**Collected data:**
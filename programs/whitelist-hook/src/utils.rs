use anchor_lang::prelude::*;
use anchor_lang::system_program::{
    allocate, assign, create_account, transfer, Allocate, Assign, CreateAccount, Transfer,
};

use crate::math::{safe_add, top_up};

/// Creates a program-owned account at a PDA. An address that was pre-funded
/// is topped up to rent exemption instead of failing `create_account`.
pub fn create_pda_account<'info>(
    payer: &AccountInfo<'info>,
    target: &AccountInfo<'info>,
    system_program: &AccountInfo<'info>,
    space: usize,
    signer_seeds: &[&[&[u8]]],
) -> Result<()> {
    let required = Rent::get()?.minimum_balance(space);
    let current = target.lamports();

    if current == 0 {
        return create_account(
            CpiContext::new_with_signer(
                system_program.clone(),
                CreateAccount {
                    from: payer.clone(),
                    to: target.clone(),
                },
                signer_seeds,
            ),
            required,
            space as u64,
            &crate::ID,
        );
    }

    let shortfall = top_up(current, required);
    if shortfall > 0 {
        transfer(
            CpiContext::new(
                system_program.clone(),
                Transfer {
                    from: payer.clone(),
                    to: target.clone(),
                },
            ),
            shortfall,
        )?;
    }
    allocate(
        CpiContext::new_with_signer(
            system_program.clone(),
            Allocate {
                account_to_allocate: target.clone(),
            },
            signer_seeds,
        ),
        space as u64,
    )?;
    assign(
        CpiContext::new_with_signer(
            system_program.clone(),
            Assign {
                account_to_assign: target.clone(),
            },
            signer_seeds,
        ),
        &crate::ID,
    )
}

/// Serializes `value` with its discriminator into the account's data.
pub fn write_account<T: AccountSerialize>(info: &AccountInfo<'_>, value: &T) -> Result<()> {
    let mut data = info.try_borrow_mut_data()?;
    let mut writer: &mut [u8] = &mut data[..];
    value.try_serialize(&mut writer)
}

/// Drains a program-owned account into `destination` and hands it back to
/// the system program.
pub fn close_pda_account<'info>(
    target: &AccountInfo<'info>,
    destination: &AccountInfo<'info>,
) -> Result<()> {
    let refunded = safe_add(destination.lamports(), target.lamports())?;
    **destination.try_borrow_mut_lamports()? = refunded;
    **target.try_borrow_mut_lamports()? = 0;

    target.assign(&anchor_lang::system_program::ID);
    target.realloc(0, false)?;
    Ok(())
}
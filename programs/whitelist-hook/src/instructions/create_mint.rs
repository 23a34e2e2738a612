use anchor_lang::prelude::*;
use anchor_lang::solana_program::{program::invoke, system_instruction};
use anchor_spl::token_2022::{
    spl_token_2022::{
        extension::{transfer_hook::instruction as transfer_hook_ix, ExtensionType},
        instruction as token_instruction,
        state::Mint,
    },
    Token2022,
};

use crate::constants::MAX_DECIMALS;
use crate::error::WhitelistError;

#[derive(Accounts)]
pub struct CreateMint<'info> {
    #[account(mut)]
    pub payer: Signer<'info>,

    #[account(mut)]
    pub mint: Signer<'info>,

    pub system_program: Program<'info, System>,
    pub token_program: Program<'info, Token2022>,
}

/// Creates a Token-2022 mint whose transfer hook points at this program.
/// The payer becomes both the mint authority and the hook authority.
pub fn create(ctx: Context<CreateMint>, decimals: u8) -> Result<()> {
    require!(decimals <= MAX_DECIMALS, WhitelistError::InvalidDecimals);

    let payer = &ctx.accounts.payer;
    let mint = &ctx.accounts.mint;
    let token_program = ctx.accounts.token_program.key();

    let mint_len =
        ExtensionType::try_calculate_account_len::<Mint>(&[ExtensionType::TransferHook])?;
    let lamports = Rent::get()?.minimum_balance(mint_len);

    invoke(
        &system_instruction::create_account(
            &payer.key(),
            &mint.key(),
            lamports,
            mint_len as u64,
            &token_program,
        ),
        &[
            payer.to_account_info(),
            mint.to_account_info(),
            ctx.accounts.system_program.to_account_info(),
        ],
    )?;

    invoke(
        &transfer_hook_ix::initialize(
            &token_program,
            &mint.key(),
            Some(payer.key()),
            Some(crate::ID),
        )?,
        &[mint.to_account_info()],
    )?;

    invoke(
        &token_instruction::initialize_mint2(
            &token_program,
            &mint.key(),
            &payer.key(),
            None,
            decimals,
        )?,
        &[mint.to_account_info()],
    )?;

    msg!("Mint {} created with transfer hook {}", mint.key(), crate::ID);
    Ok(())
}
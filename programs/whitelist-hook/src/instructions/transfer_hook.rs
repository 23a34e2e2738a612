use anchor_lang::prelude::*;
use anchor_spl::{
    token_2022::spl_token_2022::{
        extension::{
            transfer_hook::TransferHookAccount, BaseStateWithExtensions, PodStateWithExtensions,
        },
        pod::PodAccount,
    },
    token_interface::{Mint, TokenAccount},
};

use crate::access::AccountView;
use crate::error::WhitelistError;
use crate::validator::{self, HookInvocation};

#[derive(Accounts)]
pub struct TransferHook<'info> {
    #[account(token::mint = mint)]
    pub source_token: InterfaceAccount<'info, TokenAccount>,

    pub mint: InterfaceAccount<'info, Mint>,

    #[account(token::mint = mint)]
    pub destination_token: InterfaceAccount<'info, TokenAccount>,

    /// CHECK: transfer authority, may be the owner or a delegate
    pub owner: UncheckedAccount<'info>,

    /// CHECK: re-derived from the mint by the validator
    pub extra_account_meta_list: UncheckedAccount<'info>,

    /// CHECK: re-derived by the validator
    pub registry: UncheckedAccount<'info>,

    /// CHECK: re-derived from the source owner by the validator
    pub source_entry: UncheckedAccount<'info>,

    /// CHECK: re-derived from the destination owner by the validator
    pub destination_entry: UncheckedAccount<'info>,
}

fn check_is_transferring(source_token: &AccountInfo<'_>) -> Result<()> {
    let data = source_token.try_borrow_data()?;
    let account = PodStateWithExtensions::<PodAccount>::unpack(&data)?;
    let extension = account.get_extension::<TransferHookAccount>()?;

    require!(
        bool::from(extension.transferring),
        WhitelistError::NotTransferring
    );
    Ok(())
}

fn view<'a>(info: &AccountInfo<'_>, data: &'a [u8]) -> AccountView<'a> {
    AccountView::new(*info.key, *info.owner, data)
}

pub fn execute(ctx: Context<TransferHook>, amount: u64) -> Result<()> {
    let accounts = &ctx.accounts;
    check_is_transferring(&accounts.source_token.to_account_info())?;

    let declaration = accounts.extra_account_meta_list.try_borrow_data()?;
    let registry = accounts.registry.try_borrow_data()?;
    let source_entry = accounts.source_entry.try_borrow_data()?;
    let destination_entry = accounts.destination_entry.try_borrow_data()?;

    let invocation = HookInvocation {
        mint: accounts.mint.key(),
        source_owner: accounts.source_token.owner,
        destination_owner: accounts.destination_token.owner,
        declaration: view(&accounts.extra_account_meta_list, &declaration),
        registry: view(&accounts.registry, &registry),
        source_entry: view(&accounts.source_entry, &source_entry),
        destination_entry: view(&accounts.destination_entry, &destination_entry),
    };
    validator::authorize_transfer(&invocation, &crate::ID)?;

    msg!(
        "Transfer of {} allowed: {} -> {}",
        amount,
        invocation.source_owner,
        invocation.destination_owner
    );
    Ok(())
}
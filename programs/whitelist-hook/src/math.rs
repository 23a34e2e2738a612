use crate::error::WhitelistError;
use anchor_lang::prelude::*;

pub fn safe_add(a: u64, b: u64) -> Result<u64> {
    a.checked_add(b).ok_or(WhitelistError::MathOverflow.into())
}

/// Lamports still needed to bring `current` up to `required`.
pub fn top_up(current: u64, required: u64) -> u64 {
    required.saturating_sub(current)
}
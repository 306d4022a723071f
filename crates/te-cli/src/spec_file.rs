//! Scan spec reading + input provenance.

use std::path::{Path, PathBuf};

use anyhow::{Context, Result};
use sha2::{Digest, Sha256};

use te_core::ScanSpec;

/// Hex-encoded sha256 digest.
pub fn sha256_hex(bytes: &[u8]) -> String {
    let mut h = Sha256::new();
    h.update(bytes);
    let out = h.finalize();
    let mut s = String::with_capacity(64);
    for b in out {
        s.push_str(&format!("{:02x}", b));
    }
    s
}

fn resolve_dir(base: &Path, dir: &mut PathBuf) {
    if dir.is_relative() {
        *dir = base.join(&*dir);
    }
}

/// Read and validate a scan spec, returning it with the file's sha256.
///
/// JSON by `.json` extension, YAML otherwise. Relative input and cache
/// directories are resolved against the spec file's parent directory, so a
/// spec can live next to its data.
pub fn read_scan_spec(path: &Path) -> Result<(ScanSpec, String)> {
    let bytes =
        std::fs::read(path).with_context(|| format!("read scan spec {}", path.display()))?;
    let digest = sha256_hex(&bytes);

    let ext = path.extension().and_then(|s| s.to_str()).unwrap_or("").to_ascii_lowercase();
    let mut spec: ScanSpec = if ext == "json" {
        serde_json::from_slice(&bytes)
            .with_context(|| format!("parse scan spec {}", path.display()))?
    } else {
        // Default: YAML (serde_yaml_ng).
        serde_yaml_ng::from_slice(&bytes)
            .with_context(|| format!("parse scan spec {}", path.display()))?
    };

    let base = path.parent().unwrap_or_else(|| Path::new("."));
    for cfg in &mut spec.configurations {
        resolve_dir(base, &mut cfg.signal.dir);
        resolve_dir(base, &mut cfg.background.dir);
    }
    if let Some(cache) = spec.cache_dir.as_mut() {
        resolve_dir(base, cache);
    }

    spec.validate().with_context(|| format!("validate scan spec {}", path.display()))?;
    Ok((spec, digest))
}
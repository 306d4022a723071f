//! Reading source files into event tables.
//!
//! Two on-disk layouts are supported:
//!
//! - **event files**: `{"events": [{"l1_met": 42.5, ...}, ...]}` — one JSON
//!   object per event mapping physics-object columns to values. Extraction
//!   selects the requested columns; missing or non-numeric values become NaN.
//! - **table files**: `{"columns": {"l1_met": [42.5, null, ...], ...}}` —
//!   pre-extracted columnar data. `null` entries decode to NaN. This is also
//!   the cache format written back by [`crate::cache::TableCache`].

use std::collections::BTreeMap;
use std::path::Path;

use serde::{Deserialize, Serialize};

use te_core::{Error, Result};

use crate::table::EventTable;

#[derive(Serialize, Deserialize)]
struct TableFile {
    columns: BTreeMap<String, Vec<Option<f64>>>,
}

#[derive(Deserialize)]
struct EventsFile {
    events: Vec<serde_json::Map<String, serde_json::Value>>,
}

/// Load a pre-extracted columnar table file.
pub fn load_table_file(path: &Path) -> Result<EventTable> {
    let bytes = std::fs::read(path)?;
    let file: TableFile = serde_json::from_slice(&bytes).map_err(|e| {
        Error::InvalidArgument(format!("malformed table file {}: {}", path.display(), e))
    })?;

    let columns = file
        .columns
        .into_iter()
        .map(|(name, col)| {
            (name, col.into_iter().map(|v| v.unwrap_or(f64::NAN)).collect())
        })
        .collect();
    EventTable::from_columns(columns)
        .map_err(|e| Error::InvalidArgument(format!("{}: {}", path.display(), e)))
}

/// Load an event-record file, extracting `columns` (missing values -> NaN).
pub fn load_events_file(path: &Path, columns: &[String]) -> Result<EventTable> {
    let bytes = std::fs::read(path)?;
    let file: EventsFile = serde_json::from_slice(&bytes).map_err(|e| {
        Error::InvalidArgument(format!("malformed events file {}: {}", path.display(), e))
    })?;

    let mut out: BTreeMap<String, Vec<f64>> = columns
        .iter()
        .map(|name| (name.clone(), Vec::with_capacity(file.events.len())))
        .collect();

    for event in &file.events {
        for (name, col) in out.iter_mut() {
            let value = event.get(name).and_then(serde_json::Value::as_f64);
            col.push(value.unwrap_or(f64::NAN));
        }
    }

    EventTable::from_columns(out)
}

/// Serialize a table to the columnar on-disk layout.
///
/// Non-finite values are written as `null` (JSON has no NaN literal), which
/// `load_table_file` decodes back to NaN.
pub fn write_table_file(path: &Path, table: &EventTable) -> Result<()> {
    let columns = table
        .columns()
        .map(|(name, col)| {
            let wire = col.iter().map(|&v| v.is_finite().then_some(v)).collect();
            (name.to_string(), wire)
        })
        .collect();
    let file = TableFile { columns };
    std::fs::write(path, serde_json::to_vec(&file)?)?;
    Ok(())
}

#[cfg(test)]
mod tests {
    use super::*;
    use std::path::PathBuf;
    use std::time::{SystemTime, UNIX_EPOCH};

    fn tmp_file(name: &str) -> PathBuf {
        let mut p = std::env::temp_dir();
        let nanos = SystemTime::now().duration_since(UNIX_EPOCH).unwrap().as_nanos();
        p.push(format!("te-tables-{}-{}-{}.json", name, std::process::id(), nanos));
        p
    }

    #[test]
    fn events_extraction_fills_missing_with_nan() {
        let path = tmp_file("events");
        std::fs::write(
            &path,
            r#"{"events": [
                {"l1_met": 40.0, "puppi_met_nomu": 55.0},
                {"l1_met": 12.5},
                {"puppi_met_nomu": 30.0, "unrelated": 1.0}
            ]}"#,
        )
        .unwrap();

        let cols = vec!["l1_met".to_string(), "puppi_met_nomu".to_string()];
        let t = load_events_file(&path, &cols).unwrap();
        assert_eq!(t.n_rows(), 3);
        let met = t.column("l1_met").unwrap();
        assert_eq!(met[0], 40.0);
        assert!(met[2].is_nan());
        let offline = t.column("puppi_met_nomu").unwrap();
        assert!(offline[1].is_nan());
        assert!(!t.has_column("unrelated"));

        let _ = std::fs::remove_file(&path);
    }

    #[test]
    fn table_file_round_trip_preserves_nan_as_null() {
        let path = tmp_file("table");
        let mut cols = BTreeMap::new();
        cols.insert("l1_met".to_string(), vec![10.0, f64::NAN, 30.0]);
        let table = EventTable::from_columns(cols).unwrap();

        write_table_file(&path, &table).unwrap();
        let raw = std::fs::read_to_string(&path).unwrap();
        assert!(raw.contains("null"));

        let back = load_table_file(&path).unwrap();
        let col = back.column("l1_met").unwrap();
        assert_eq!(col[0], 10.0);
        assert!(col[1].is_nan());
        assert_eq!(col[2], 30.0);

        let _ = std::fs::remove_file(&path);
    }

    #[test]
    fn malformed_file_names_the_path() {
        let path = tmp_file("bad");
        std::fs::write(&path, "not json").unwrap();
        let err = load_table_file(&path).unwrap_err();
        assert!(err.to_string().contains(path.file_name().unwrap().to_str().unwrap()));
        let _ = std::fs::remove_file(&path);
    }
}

**What you should do:** Copy each line from the records above that includes the string "ExtensionType".

**Solution to the problem:**
        extension::{transfer_hook::instruction as transfer_hook_ix, ExtensionType},
        ExtensionType::try_calculate_account_len::<Mint>(&[ExtensionType::TransferHook])?;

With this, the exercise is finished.